In many text retrieval tasks, it is highly desirable to obtain a ``similarity profile" of the document collection for a given query. We propose sampling-based techniques to address this need, using calibration techniques to improve the accuracy. Experimental results confirm the effectiveness of the proposed approaches.

H3.3Information SystemsInformation Search and Retrieval Algorithms, Experimentation Text Retrieval, Sampling, Calibration, Query Evaluation

1 Introduction

The problem we address in this paper stems from the Blog archiving system we are building at York University. The system collects and indexes blog postings related to movies as they become available, with individual indexes built for various fields, such as date of creation, header, body, and links.
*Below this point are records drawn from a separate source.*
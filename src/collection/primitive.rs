//! Collections of inline scalars with bulk set/get.

use super::{Collection, CollectionEntry};
use crate::codec::Payload;
use crate::dpf_error::DpfError;
use crate::server::Server;
use crate::transport::call::{Call, CollectionCall, EntryKind, EntryValue, Primitive, Value};
use crate::transport::TransferOptions;

pub type CollectionOfInt = Collection<i32>;
pub type CollectionOfDouble = Collection<f64>;
pub type CollectionOfString = Collection<String>;

/// Scalar stored inline in a collection.
pub trait PrimitiveEntry: CollectionEntry {
    fn into_payload(values: Vec<Self>) -> Payload;

    fn from_payload(payload: Payload) -> Result<Vec<Self>, DpfError>;
}

macro_rules! primitive_entry {
    ($ty:ty, $entry:ident, $variant:ident, $payload:ident, $into:ident) => {
        impl CollectionEntry for $ty {
            const ENTRY: EntryKind = EntryKind::$entry;

            fn to_entry(&self, _server: &Server) -> Result<EntryValue, DpfError> {
                Ok(EntryValue::Primitive(Primitive::$variant(self.clone())))
            }

            fn from_value(value: Value, _server: &Server) -> Result<Self, DpfError> {
                match value {
                    Value::Primitive(Primitive::$variant(v)) => Ok(v),
                    other => Err(DpfError::TypeMismatch(format!(
                        "expected {:?} entry, got {}",
                        EntryKind::$entry,
                        other.kind()
                    ))),
                }
            }
        }

        impl PrimitiveEntry for $ty {
            fn into_payload(values: Vec<Self>) -> Payload {
                Payload::$payload(values)
            }

            fn from_payload(payload: Payload) -> Result<Vec<Self>, DpfError> {
                payload.$into()
            }
        }
    };
}

primitive_entry!(i32, Int, Int, Int, into_ints);
primitive_entry!(f64, Double, Double, Double, into_doubles);
primitive_entry!(String, String, String, Strings, into_strings);

impl<T: PrimitiveEntry> Collection<T> {
    /// Replace all values in one chunked upload.
    ///
    /// Entries keep their label-spaces, so a labelled collection must
    /// receive exactly `size()` values; an unlabelled one is resized.
    pub fn set_values(&self, values: Vec<T>) -> Result<(), DpfError> {
        self.set_values_with(values, &mut TransferOptions::new())
    }

    pub fn set_values_with(&self, values: Vec<T>, opts: &mut TransferOptions<'_>) -> Result<(), DpfError> {
        self.handle
            .server()
            .upload(
                Call::Collection(CollectionCall::SetPrimitives { obj: self.handle.id() }),
                &T::into_payload(values),
                opts,
            )?
            .into_unit()
    }

    /// All values in entry order.
    pub fn values(&self) -> Result<Vec<T>, DpfError> {
        self.values_with(&mut TransferOptions::new())
    }

    pub fn values_with(&self, opts: &mut TransferOptions<'_>) -> Result<Vec<T>, DpfError> {
        let p = self
            .handle
            .server()
            .download(Call::Collection(CollectionCall::GetPrimitives { obj: self.handle.id() }), opts)?;
        T::from_payload(p)
    }
}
Consider the following the query: how many Blog entries in the collection (a) have a body highly similar (with similarity score greater than 0.9) to a given Blog entry, and (b) were created between 01/01/2007 and 02/01/2007? There are two ways to process this query, depending on whether condition (a) or (b) is evaluated first. Clearly, the most efficient way is to evaluate the more selective condition of the two, and then the other. To help planning the query evaluation, it is very important to obtain a quick estimate of the number of Blog entries satisfying each condition. This becomes more important for complex queries involving multiple data sources or predicates.

The need to obtain a ``similarity profile" of the document collection for a given query also arises from a number of other applications. For example, in peer-to-peer text retrieval, an essential task is to guide the users to the sources that contain the most relevant documents in a fast and efficient way. A naive way to identify those sources is to ask each peer evaluates the query and reports the size of the query result, which are then compared to pick the best sources. The problem with this approach is that it can be very inefficient, as the document collections at some peers can be huge, and evaluating the query at all peers will therefore be quite expensive. In such cases, it will be very helpful if we could get a quick estimate of the ``similarity profile" of the document collection at each peer without fully evaluating the query against the collections. For instance, the following information can be very important: how many documents are there in the collection whose similarities to the query (assuming a given similarity metric) exceed a given threshold? This information will allow us to quickly zoom in onto the most promising peers for answering the query, by choosing only the peers with the largest number of relevant documents.

The core problem we address in this paper is to how to efficiently and accurately estimate the sizes of similarity queries, i.e., the number of documents whose similarities to the query (under some metric) exceed a user-defined threshold. We start with the vanilla sampling-based approach, in which the estimate is obtained based on a sample of the documents. Our main contribution, however, is the calibration approach which can greatly improve the sampling-based estimation accuracy.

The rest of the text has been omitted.